What do you work on at WID?
I am interested in understanding information processing in cells and the regulatory networks that control it. Living cells are complex and function via an intricate network of many molecular entities (such as genes, proteins and metabolites). These networks are central to information processing in cells.
But what do I mean by information processing? All cells must know what to make when, and cells do this through processing extracellular and environmental cues to make decisions such as what genes need to be activated, what proteins need to be made and so on. All these decisions then determine the overall state of cell: for example, a “normal” versus a “disease” state. Beyond examining networks from cells in an individual species, I am interested in design principles of regulatory networks that govern network architecture in living cells. To get to this question, we need to be able to identify and compare networks across multiple organisms.
There are three high-level questions I am interested in, including what are the networks in a specific condition, how a network actually changes the dynamics of other networks, and how these networks affect the overall behavior of an organism. These are very difficult problems because the networks are hard to measure and must be “reverse engineered.” To address these questions, I am using methods from statistical machine learning, adapting them to reconstruct and analyze networks in living cells. For instance, we’ve looked at the networks activated in yeast stress response during cellular differentiation and also across evolutionary time scales.
Tools for analysis?
Most of my work entails developing, implementing, and applying statistical and machine learning methods on genomic datasets. These analyses are driven by key biological questions my collaborators and I are interested in.

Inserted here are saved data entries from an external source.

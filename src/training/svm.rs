//! RBF-kernel support vector machine

use crate::error::{DiariskError, Result};
use ndarray::{Array1, Array2};
use rand::prelude::*;
use rand_xoshiro::Xoshiro256PlusPlus;
use serde::{Deserialize, Serialize};

/// Kernel matrices are dense; cap the training size to keep memory bounded
const MAX_KERNEL_MATRIX_SAMPLES: usize = 10_000;

/// Binary SVM trained with simplified SMO on an RBF kernel. Labels are
/// mapped to {-1, +1} internally; the class-1 probability is the sigmoid of
/// the decision margin.
#[derive(Debug, Clone, Serialize, Deserialize)]
pub struct SvmClassifier {
    pub c: f64,
    /// RBF width; `None` resolves to 1/n_features at fit time
    pub gamma: Option<f64>,
    pub max_iter: usize,
    pub tol: f64,
    pub random_state: Option<u64>,
    fitted_gamma: f64,
    support_vectors: Option<Array2<f64>>,
    support_coeffs: Option<Array1<f64>>,
    bias: f64,
    is_fitted: bool,
}

impl SvmClassifier {
    pub fn new(c: f64) -> Self {
        Self {
            c,
            gamma: None,
            max_iter: 1000,
            tol: 1e-3,
            random_state: None,
            fitted_gamma: 0.0,
            support_vectors: None,
            support_coeffs: None,
            bias: 0.0,
            is_fitted: false,
        }
    }

    pub fn with_random_state(mut self, seed: u64) -> Self {
        self.random_state = Some(seed);
        self
    }

    fn rbf(gamma: f64, a: &[f64], b: &[f64]) -> f64 {
        let sq: f64 = a.iter().zip(b.iter()).map(|(x, y)| (x - y) * (x - y)).sum();
        (-gamma * sq).exp()
    }

    fn kernel_matrix(&self, x: &Array2<f64>, gamma: f64) -> Array2<f64> {
        let n = x.nrows();
        let rows: Vec<Vec<f64>> = x
            .rows()
            .into_iter()
            .map(|r| r.iter().copied().collect())
            .collect();
        Array2::from_shape_fn((n, n), |(i, j)| Self::rbf(gamma, &rows[i], &rows[j]))
    }

    pub fn fit(&mut self, x: &Array2<f64>, y: &Array1<f64>) -> Result<&mut Self> {
        let n = x.nrows();
        if n != y.len() {
            return Err(DiariskError::ShapeError {
                expected: format!("y length = {n}"),
                actual: format!("y length = {}", y.len()),
            });
        }
        if n < 2 {
            return Err(DiariskError::TrainingError(
                "SVM needs at least 2 samples".to_string(),
            ));
        }
        if n > MAX_KERNEL_MATRIX_SAMPLES {
            return Err(DiariskError::TrainingError(format!(
                "dataset has {n} samples, exceeding the {MAX_KERNEL_MATRIX_SAMPLES} kernel-matrix cap"
            )));
        }

        let gamma = self.gamma.unwrap_or(1.0 / x.ncols() as f64);
        self.fitted_gamma = gamma;

        let y_signed: Array1<f64> =
            y.iter().map(|&v| if v >= 0.5 { 1.0 } else { -1.0 }).collect();

        let kernel = self.kernel_matrix(x, gamma);
        let mut alphas: Array1<f64> = Array1::zeros(n);
        let mut bias = 0.0;

        let decision = |alphas: &Array1<f64>, bias: f64, i: usize| -> f64 {
            (0..n)
                .map(|t| alphas[t] * y_signed[t] * kernel[[t, i]])
                .sum::<f64>()
                + bias
        };

        let mut rng = match self.random_state {
            Some(seed) => Xoshiro256PlusPlus::seed_from_u64(seed),
            None => Xoshiro256PlusPlus::seed_from_u64(42),
        };

        let mut passes = 0;
        let max_passes = 5;
        let mut total_iter = 0;

        while passes < max_passes && total_iter < self.max_iter {
            let mut num_changed = 0;

            for i in 0..n {
                let e_i = decision(&alphas, bias, i) - y_signed[i];

                if (y_signed[i] * e_i < -self.tol && alphas[i] < self.c)
                    || (y_signed[i] * e_i > self.tol && alphas[i] > 0.0)
                {
                    let j = loop {
                        let j = rng.gen_range(0..n);
                        if j != i {
                            break j;
                        }
                    };

                    let e_j = decision(&alphas, bias, j) - y_signed[j];
                    let alpha_i_old = alphas[i];
                    let alpha_j_old = alphas[j];

                    let (l, h) = if y_signed[i] != y_signed[j] {
                        (
                            (alphas[j] - alphas[i]).max(0.0),
                            (self.c + alphas[j] - alphas[i]).min(self.c),
                        )
                    } else {
                        (
                            (alphas[i] + alphas[j] - self.c).max(0.0),
                            (alphas[i] + alphas[j]).min(self.c),
                        )
                    };
                    if (l - h).abs() < 1e-10 {
                        continue;
                    }

                    let eta = 2.0 * kernel[[i, j]] - kernel[[i, i]] - kernel[[j, j]];
                    if eta >= 0.0 {
                        continue;
                    }

                    alphas[j] -= y_signed[j] * (e_i - e_j) / eta;
                    alphas[j] = alphas[j].clamp(l, h);
                    if (alphas[j] - alpha_j_old).abs() < 1e-5 {
                        continue;
                    }

                    alphas[i] += y_signed[i] * y_signed[j] * (alpha_j_old - alphas[j]);

                    let b1 = bias
                        - e_i
                        - y_signed[i] * (alphas[i] - alpha_i_old) * kernel[[i, i]]
                        - y_signed[j] * (alphas[j] - alpha_j_old) * kernel[[i, j]];
                    let b2 = bias
                        - e_j
                        - y_signed[i] * (alphas[i] - alpha_i_old) * kernel[[i, j]]
                        - y_signed[j] * (alphas[j] - alpha_j_old) * kernel[[j, j]];

                    bias = if alphas[i] > 0.0 && alphas[i] < self.c {
                        b1
                    } else if alphas[j] > 0.0 && alphas[j] < self.c {
                        b2
                    } else {
                        (b1 + b2) / 2.0
                    };

                    num_changed += 1;
                }
            }

            total_iter += 1;
            if num_changed == 0 {
                passes += 1;
            } else {
                passes = 0;
            }
        }

        // Retain support vectors only
        let support: Vec<usize> = (0..n).filter(|&i| alphas[i] > 1e-8).collect();
        if support.is_empty() {
            return Err(DiariskError::TrainingError(
                "SMO produced no support vectors".to_string(),
            ));
        }

        let n_features = x.ncols();
        let sv = Array2::from_shape_fn((support.len(), n_features), |(i, j)| x[[support[i], j]]);
        let coeffs = Array1::from_iter(support.iter().map(|&i| alphas[i] * y_signed[i]));

        self.support_vectors = Some(sv);
        self.support_coeffs = Some(coeffs);
        self.bias = bias;
        self.is_fitted = true;
        Ok(self)
    }

    fn decision_one(&self, sample: &[f64]) -> f64 {
        let sv = self.support_vectors.as_ref().unwrap();
        let coeffs = self.support_coeffs.as_ref().unwrap();
        sv.rows()
            .into_iter()
            .zip(coeffs.iter())
            .map(|(row, &c)| {
                let row_vec: Vec<f64> = row.iter().copied().collect();
                c * Self::rbf(self.fitted_gamma, &row_vec, sample)
            })
            .sum::<f64>()
            + self.bias
    }

    /// Class-1 probability: sigmoid of the decision margin
    pub fn predict_proba(&self, x: &Array2<f64>) -> Result<Array1<f64>> {
        if !self.is_fitted {
            return Err(DiariskError::ModelNotFitted);
        }
        let probs: Vec<f64> = x
            .rows()
            .into_iter()
            .map(|row| {
                let sample: Vec<f64> = row.iter().copied().collect();
                let d = self.decision_one(&sample);
                1.0 / (1.0 + (-d).exp())
            })
            .collect();
        Ok(Array1::from_vec(probs))
    }

    pub fn predict(&self, x: &Array2<f64>) -> Result<Array1<f64>> {
        let proba = self.predict_proba(x)?;
        Ok(proba.mapv(|p| if p >= 0.5 { 1.0 } else { 0.0 }))
    }
}

#[cfg(test)]
mod tests {
    use super::*;
    use ndarray::array;

    fn clusters() -> (Array2<f64>, Array1<f64>) {
        (
            array![
                [0.0, 0.0],
                [0.3, 0.2],
                [0.1, 0.4],
                [0.2, 0.1],
                [4.0, 4.2],
                [4.3, 4.0],
                [4.1, 4.4],
                [4.2, 4.1],
            ],
            array![0.0, 0.0, 0.0, 0.0, 1.0, 1.0, 1.0, 1.0],
        )
    }

    #[test]
    fn test_svm_separable() {
        let (x, y) = clusters();
        let mut model = SvmClassifier::new(1.0).with_random_state(42);
        model.fit(&x, &y).unwrap();
        let preds = model.predict(&x).unwrap();
        let correct = preds
            .iter()
            .zip(y.iter())
            .filter(|(p, t)| (*p - *t).abs() < 0.5)
            .count();
        assert!(correct >= 7, "SVM accuracy too low: {correct}/8");
    }

    #[test]
    fn test_seeded_fit_is_deterministic() {
        let (x, y) = clusters();
        let fit = || {
            let mut m = SvmClassifier::new(1.0).with_random_state(42);
            m.fit(&x, &y).unwrap();
            m.predict_proba(&x).unwrap()
        };
        assert_eq!(fit(), fit());
    }

    #[test]
    fn test_proba_in_unit_interval() {
        let (x, y) = clusters();
        let mut model = SvmClassifier::new(1.0).with_random_state(42);
        model.fit(&x, &y).unwrap();
        let proba = model.predict_proba(&x).unwrap();
        assert!(proba.iter().all(|&p| (0.0..=1.0).contains(&p)));
    }
}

Most of my serious code development happens in C++, and I use MATLAB to test existing implementations of algorithms or visualize matrices. To do high-throughput computing, I use HTCondor. To visualize results, usually from a network or a matrix, I have scripts in MATLAB and awk scripts in Cytoscape, which is a powerful network visualization software.

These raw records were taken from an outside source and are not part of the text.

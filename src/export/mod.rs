//! Artifact persistence
//!
//! Every fitted object serializes to pretty JSON under a scenario-scoped
//! naming convention, plus one shared manifest consumed read-only by the
//! serving layer.

use crate::error::{DiariskError, Result};
use crate::imputation::KnnImputer;
use crate::preprocessing::{ClipBounds, QuantileGrader, StandardScaler};
use crate::scenario::{Mode, Scenario};
use crate::training::bank::CandidateModel;
use crate::training::metrics::ClassificationMetrics;
use crate::training::selection::RankedCandidate;
use chrono::{DateTime, Utc};
use ndarray::Array2;
use serde::de::DeserializeOwned;
use serde::{Deserialize, Serialize};
use std::collections::BTreeMap;
use std::fs;
use std::path::{Path, PathBuf};

/// Shared manifest file name
pub const MANIFEST_FILE: &str = "model_scenarios_meta.json";
/// Legacy single-pair serving artifacts
pub const LEGACY_SUGAR_MODEL: &str = "model_sugar.json";
pub const LEGACY_NO_SUGAR_MODEL: &str = "model_no_sugar.json";

/// Mode-dependent preprocessing bundle. One tag per mode makes the
/// preprocessing an exhaustive match instead of optional-field probing.
#[derive(Debug, Clone, Serialize, Deserialize)]
#[serde(tag = "mode", rename_all = "lowercase")]
pub enum ScenarioArtifacts {
    Detailed {
        clip_bounds: ClipBounds,
        scaler: StandardScaler,
        imputer: KnnImputer,
    },
    Simple {
        quantiles: QuantileGrader,
    },
}

impl ScenarioArtifacts {
    pub fn mode(&self) -> Mode {
        match self {
            ScenarioArtifacts::Detailed { .. } => Mode::Detailed,
            ScenarioArtifacts::Simple { .. } => Mode::Simple,
        }
    }

    /// Apply the persisted preprocessing to a raw feature matrix:
    /// clip → scale → impute, or grade by quantile.
    pub fn transform(&self, x: &Array2<f64>) -> Result<Array2<f64>> {
        match self {
            ScenarioArtifacts::Detailed {
                clip_bounds,
                scaler,
                imputer,
            } => {
                let clipped = clip_bounds.transform(x)?;
                let scaled = scaler.transform(&clipped)?;
                imputer.transform(&scaled)
            }
            ScenarioArtifacts::Simple { quantiles } => quantiles.transform(x),
        }
    }
}

/// Per-split metrics block of a manifest entry
#[derive(Debug, Clone, Serialize, Deserialize)]
pub struct SplitMetrics {
    pub train: ClassificationMetrics,
    pub valid: ClassificationMetrics,
    pub test: ClassificationMetrics,
}

/// One scenario's manifest record
#[derive(Debug, Clone, Serialize, Deserialize)]
pub struct ManifestEntry {
    pub artifact_name: String,
    pub mode: Mode,
    pub features_eng: Vec<String>,
    pub features_kor: Vec<String>,
    pub winner_model: String,
    pub threshold: f64,
    pub metrics: SplitMetrics,
    pub candidates_valid_accuracy: Vec<RankedCandidate>,
}

/// The shared training manifest
#[derive(Debug, Clone, Serialize, Deserialize)]
pub struct Manifest {
    pub scenarios: BTreeMap<String, ManifestEntry>,
    #[serde(skip_serializing_if = "Option::is_none")]
    pub compat: Option<BTreeMap<String, String>>,
    pub generated_at: DateTime<Utc>,
}

impl Manifest {
    pub fn new() -> Self {
        Self {
            scenarios: BTreeMap::new(),
            compat: None,
            generated_at: Utc::now(),
        }
    }
}

impl Default for Manifest {
    fn default() -> Self {
        Self::new()
    }
}

fn write_json<T: Serialize>(path: &Path, value: &T) -> Result<()> {
    let json = serde_json::to_string_pretty(value)?;
    fs::write(path, json)?;
    Ok(())
}

fn read_json<T: DeserializeOwned>(path: &Path) -> Result<T> {
    let json = fs::read_to_string(path).map_err(|e| {
        DiariskError::SerializationError(format!("cannot read {}: {e}", path.display()))
    })?;
    Ok(serde_json::from_str(&json)?)
}

/// Writes one training run's artifacts under a single output directory
#[derive(Debug, Clone)]
pub struct ArtifactWriter {
    out_dir: PathBuf,
}

impl ArtifactWriter {
    pub fn new(out_dir: &Path) -> Result<Self> {
        fs::create_dir_all(out_dir)?;
        Ok(Self {
            out_dir: out_dir.to_path_buf(),
        })
    }

    pub fn out_dir(&self) -> &Path {
        &self.out_dir
    }

    fn path(&self, file: &str) -> PathBuf {
        self.out_dir.join(file)
    }

    /// Persist the winning model and whichever preprocessing artifacts apply
    pub fn write_scenario(
        &self,
        scenario: &Scenario,
        model: &CandidateModel,
        artifacts: &ScenarioArtifacts,
    ) -> Result<()> {
        let name = scenario.artifact_name;
        write_json(&self.path(&format!("{name}_model.json")), model)?;

        match artifacts {
            ScenarioArtifacts::Detailed {
                clip_bounds,
                scaler,
                imputer,
            } => {
                write_json(&self.path(&format!("{name}_clip_bounds.json")), clip_bounds)?;
                write_json(&self.path(&format!("{name}_scaler.json")), scaler)?;
                write_json(&self.path(&format!("{name}_imputer.json")), imputer)?;
            }
            ScenarioArtifacts::Simple { quantiles } => {
                write_json(&self.path(&format!("{name}_quantiles.json")), quantiles)?;
            }
        }
        Ok(())
    }

    pub fn write_manifest(&self, manifest: &Manifest) -> Result<()> {
        write_json(&self.path(MANIFEST_FILE), manifest)
    }

    /// Copy the detailed-mode scenarios' models over the legacy single-pair
    /// serving artifacts. Returns the compat map recorded in the manifest.
    pub fn overwrite_runtime(&self) -> Result<BTreeMap<String, String>> {
        let a_model: CandidateModel = read_json(&self.path("a_detail_sugar_model.json"))?;
        let b_model: CandidateModel = read_json(&self.path("b_detail_no_sugar_model.json"))?;
        write_json(&self.path(LEGACY_SUGAR_MODEL), &a_model)?;
        write_json(&self.path(LEGACY_NO_SUGAR_MODEL), &b_model)?;

        let mut compat = BTreeMap::new();
        compat.insert(LEGACY_SUGAR_MODEL.to_string(), "A".to_string());
        compat.insert(LEGACY_NO_SUGAR_MODEL.to_string(), "B".to_string());
        Ok(compat)
    }
}

/// Load a scenario's persisted model
pub fn load_model(dir: &Path, artifact_name: &str) -> Result<CandidateModel> {
    read_json(&dir.join(format!("{artifact_name}_model.json")))
}

/// Load a legacy default model by file name
pub fn load_legacy_model(dir: &Path, file: &str) -> Result<CandidateModel> {
    read_json(&dir.join(file))
}

/// Load a scenario's persisted preprocessing bundle
pub fn load_artifacts(dir: &Path, artifact_name: &str, mode: Mode) -> Result<ScenarioArtifacts> {
    match mode {
        Mode::Detailed => {
            let clip_bounds: ClipBounds =
                read_json(&dir.join(format!("{artifact_name}_clip_bounds.json")))?;
            let scaler: StandardScaler =
                read_json(&dir.join(format!("{artifact_name}_scaler.json")))?;
            let imputer: KnnImputer =
                read_json(&dir.join(format!("{artifact_name}_imputer.json")))?;
            Ok(ScenarioArtifacts::Detailed {
                clip_bounds,
                scaler,
                imputer,
            })
        }
        Mode::Simple => {
            let quantiles: QuantileGrader =
                read_json(&dir.join(format!("{artifact_name}_quantiles.json")))?;
            Ok(ScenarioArtifacts::Simple { quantiles })
        }
    }
}

/// Load the shared manifest
pub fn load_manifest(dir: &Path) -> Result<Manifest> {
    read_json(&dir.join(MANIFEST_FILE))
}

#[cfg(test)]
mod tests {
    use super::*;
    use crate::training::logistic::LogisticRegression;
    use ndarray::array;

    fn temp_dir(tag: &str) -> PathBuf {
        let dir = std::env::temp_dir().join(format!("diarisk_export_{tag}_{}", std::process::id()));
        fs::create_dir_all(&dir).unwrap();
        dir
    }

    fn fitted_detailed_artifacts() -> ScenarioArtifacts {
        let x = array![[1.0], [2.0], [3.0], [4.0], [5.0]];
        let clip_bounds = ClipBounds::fit(&x).unwrap();
        let clipped = clip_bounds.transform(&x).unwrap();
        let mut scaler = StandardScaler::new();
        let scaled = scaler.fit_transform(&clipped).unwrap();
        let mut imputer = KnnImputer::new(2);
        imputer.fit(&scaled).unwrap();
        ScenarioArtifacts::Detailed {
            clip_bounds,
            scaler,
            imputer,
        }
    }

    #[test]
    fn test_scenario_roundtrip() {
        let dir = temp_dir("roundtrip");
        let writer = ArtifactWriter::new(&dir).unwrap();

        let scenario = crate::scenario::scenarios().remove(0);
        let x = array![[1.0], [2.0], [3.0], [4.0], [5.0], [6.0]];
        let y = array![0.0, 0.0, 0.0, 1.0, 1.0, 1.0];
        let mut model = CandidateModel::Logistic(LogisticRegression::new());
        model.fit(&x, &y).unwrap();

        let artifacts = fitted_detailed_artifacts();
        writer.write_scenario(&scenario, &model, &artifacts).unwrap();

        let reloaded = load_model(&dir, scenario.artifact_name).unwrap();
        let before = model.predict_proba(&x).unwrap();
        let after = reloaded.predict_proba(&x).unwrap();
        assert_eq!(before, after);

        let reloaded_artifacts =
            load_artifacts(&dir, scenario.artifact_name, Mode::Detailed).unwrap();
        let t_before = artifacts.transform(&x).unwrap();
        let t_after = reloaded_artifacts.transform(&x).unwrap();
        assert_eq!(t_before, t_after);

        let _ = fs::remove_dir_all(&dir);
    }

    #[test]
    fn test_manifest_roundtrip() {
        let dir = temp_dir("manifest");
        let writer = ArtifactWriter::new(&dir).unwrap();

        let mut manifest = Manifest::new();
        manifest.scenarios.insert(
            "A".to_string(),
            ManifestEntry {
                artifact_name: "a_detail_sugar".to_string(),
                mode: Mode::Detailed,
                features_eng: vec!["age".to_string()],
                features_kor: vec!["나이".to_string()],
                winner_model: "LR".to_string(),
                threshold: 0.42,
                metrics: SplitMetrics {
                    train: ClassificationMetrics::from_predictions(
                        &array![1.0, 0.0],
                        &array![1.0, 0.0],
                    ),
                    valid: ClassificationMetrics::from_predictions(
                        &array![1.0, 0.0],
                        &array![1.0, 0.0],
                    ),
                    test: ClassificationMetrics::from_predictions(
                        &array![1.0, 0.0],
                        &array![1.0, 1.0],
                    ),
                },
                candidates_valid_accuracy: vec![RankedCandidate {
                    name: "LR".to_string(),
                    score: 0.9,
                }],
            },
        );

        writer.write_manifest(&manifest).unwrap();
        let reloaded = load_manifest(&dir).unwrap();
        assert_eq!(reloaded.scenarios.len(), 1);
        let entry = &reloaded.scenarios["A"];
        assert_eq!(entry.winner_model, "LR");
        assert!((entry.threshold - 0.42).abs() < 1e-12);

        let _ = fs::remove_dir_all(&dir);
    }

    #[test]
    fn test_missing_model_errors() {
        let dir = temp_dir("missing");
        assert!(load_model(&dir, "nope").is_err());
        let _ = fs::remove_dir_all(&dir);
    }
}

“A picture speaks a thousand words, and the ability to combine art and science to communicate ideas can be very effective.”
— Sushmita Roy
Tools for writing?
I use TexShop to write technical papers. Sometimes, for documents that do not have a lot of equations, I use Word. To manage references I use citeulike, where I have my online citation references, and I have recently started using Papers. I keep going back and forth between Papers and citeulike, which is a terrible idea because the two libraries are a bit out of sync. I think citeulike is good for scouring the web for articles of interest, and Papers is good when you are working on a manuscript and need an easy way to create a bibliography. I also use Google Docs to share ideas and track progress on projects I’m working with multiple people. We have started to experiment with Elog, and I was quite pleased with the initial reports a postdoc in my lab created. I think this might be what we will use in the long run.
Tools for collaboration?
Dropbox, Skype, caffeine, Google Docs, Elogs that enable shared editing. I have a blog called “Just Compiling,” and I’d like people to actually use that as a way to share thoughts. We also have shared lab meetings, group meetings and group discussions with [other WID colleagues] Rupa Sridharan’s and Kris Saha’s groups. We also have theme-wide group meetings, where we talk about our research in formal and informal ways. To share results with collaborators, I usually upload results off my website.

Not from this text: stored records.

//! Scenario training pipeline
//!
//! Offline, run-to-completion orchestration of the four scenarios: split →
//! mode-specific preprocessing → candidate bank → winner selection →
//! threshold tuning → metrics → artifact persistence. Scenarios share no
//! mutable state and run sequentially.

pub mod validate;

pub use validate::{run_validation, ScenarioValidation, ValidationReport};

use crate::data::{
    feature_matrix, load_training_csv, stratified_three_way, take_rows, take_values,
};
use crate::error::Result;
use crate::export::{ArtifactWriter, Manifest, ManifestEntry, ScenarioArtifacts, SplitMetrics};
use crate::imputation::KnnImputer;
use crate::preprocessing::{ClipBounds, QuantileGrader, StandardScaler};
use crate::scenario::{scenarios, Mode, Scenario};
use crate::training::metrics::ClassificationMetrics;
use crate::training::{fit_candidates, select_winner, tune_threshold, RANDOM_SEED};
use ndarray::{Array1, Array2};
use std::path::PathBuf;
use tracing::info;

/// Training CLI inputs
#[derive(Debug, Clone)]
pub struct TrainOptions {
    pub csv: PathBuf,
    pub out_dir: PathBuf,
    pub overwrite_runtime: bool,
}

/// Three preprocessed matrices plus the fitted artifacts for reuse
struct PreprocessedSplits {
    train: Array2<f64>,
    valid: Array2<f64>,
    test: Array2<f64>,
    artifacts: ScenarioArtifacts,
}

/// Detailed mode: clip by training-quartile fences, standardize, impute.
/// Everything is fit on the training subset only.
fn preprocess_detailed(
    x_train: &Array2<f64>,
    x_valid: &Array2<f64>,
    x_test: &Array2<f64>,
) -> Result<PreprocessedSplits> {
    let clip_bounds = ClipBounds::fit(x_train)?;
    let train_clipped = clip_bounds.transform(x_train)?;
    let valid_clipped = clip_bounds.transform(x_valid)?;
    let test_clipped = clip_bounds.transform(x_test)?;

    let mut scaler = StandardScaler::new();
    let train_scaled = scaler.fit_transform(&train_clipped)?;
    let valid_scaled = scaler.transform(&valid_clipped)?;
    let test_scaled = scaler.transform(&test_clipped)?;

    let mut imputer = KnnImputer::new(5);
    let train = imputer.fit_transform(&train_scaled)?;
    let valid = imputer.transform(&valid_scaled)?;
    let test = imputer.transform(&test_scaled)?;

    Ok(PreprocessedSplits {
        train,
        valid,
        test,
        artifacts: ScenarioArtifacts::Detailed {
            clip_bounds,
            scaler,
            imputer,
        },
    })
}

/// Simple mode: grade every cell by training-subset quantiles
fn preprocess_simple(
    x_train: &Array2<f64>,
    x_valid: &Array2<f64>,
    x_test: &Array2<f64>,
) -> Result<PreprocessedSplits> {
    let quantiles = QuantileGrader::fit(x_train)?;
    let train = quantiles.transform(x_train)?;
    let valid = quantiles.transform(x_valid)?;
    let test = quantiles.transform(x_test)?;

    Ok(PreprocessedSplits {
        train,
        valid,
        test,
        artifacts: ScenarioArtifacts::Simple { quantiles },
    })
}

fn train_one_scenario(
    scenario: &Scenario,
    x: &Array2<f64>,
    y: &Array1<f64>,
    writer: &ArtifactWriter,
) -> Result<ManifestEntry> {
    let split = stratified_three_way(y, RANDOM_SEED)?;
    info!(
        scenario = %scenario.key,
        train = split.train.len(),
        valid = split.valid.len(),
        test = split.test.len(),
        "split derived"
    );

    let x_train = take_rows(x, &split.train);
    let x_valid = take_rows(x, &split.valid);
    let x_test = take_rows(x, &split.test);
    let y_train = take_values(y, &split.train);
    let y_valid = take_values(y, &split.valid);
    let y_test = take_values(y, &split.test);

    let pre = match scenario.mode {
        Mode::Detailed => preprocess_detailed(&x_train, &x_valid, &x_test)?,
        Mode::Simple => preprocess_simple(&x_train, &x_valid, &x_test)?,
    };

    let fitted = fit_candidates(&pre.train, &y_train);
    info!(scenario = %scenario.key, candidates = fitted.len(), "bank fitted");

    let outcome = select_winner(fitted, &pre.train, &y_train, &pre.valid, &y_valid)?;
    let threshold = tune_threshold(&outcome.winner, &pre.valid, &y_valid)?;

    let metrics = SplitMetrics {
        train: ClassificationMetrics::evaluate(&outcome.winner, &pre.train, &y_train, threshold)?,
        valid: ClassificationMetrics::evaluate(&outcome.winner, &pre.valid, &y_valid, threshold)?,
        test: ClassificationMetrics::evaluate(&outcome.winner, &pre.test, &y_test, threshold)?,
    };

    writer.write_scenario(scenario, &outcome.winner, &pre.artifacts)?;

    info!(
        scenario = %scenario.key,
        winner = %outcome.winner_name,
        threshold,
        test_accuracy = metrics.test.accuracy,
        "scenario trained"
    );

    Ok(ManifestEntry {
        artifact_name: scenario.artifact_name.to_string(),
        mode: scenario.mode,
        features_eng: scenario.features_eng.iter().map(|s| s.to_string()).collect(),
        features_kor: scenario.features_kor().iter().map(|s| s.to_string()).collect(),
        winner_model: outcome.winner_name,
        threshold,
        metrics,
        candidates_valid_accuracy: outcome.ranking,
    })
}

/// Train all four scenarios and persist their artifacts plus the manifest.
pub fn train_scenarios(opts: &TrainOptions) -> Result<Manifest> {
    let df = load_training_csv(&opts.csv)?;
    let y = crate::data::target_vector(&df)?;
    let writer = ArtifactWriter::new(&opts.out_dir)?;

    let mut manifest = Manifest::new();

    for scenario in scenarios() {
        let kor = scenario.features_kor();
        let x = feature_matrix(&df, &kor)?;
        let entry = train_one_scenario(&scenario, &x, &y, &writer)?;
        manifest.scenarios.insert(scenario.key.as_str().to_string(), entry);
    }

    if opts.overwrite_runtime {
        manifest.compat = Some(writer.overwrite_runtime()?);
    }

    writer.write_manifest(&manifest)?;
    info!(out_dir = %opts.out_dir.display(), "manifest written");

    Ok(manifest)
}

Your ultimate tool for discovery?
If I had to pick one, I think a tool that would enable me to make targeted perturbations — or small changes — in living systems and measure overall system behavior would be very useful. These changes would come from a predictive model that prioritizes each experimental change based on its expected outcome. Such predictions could be tested and provide real-time feedback on whether the model is working well. A tool that delivers such targeted perturbations would really close the gap between the experimental and computational sciences in understanding living systems. It would really accelerate scientific discovery.
If I had to pick a second tool, I would like an “e-artist” that takes a concept described as a hand sketch or even words and make an illustration out of it. A picture speaks a thousand words, and the ability to combine art and science to communicate ideas can be very effective.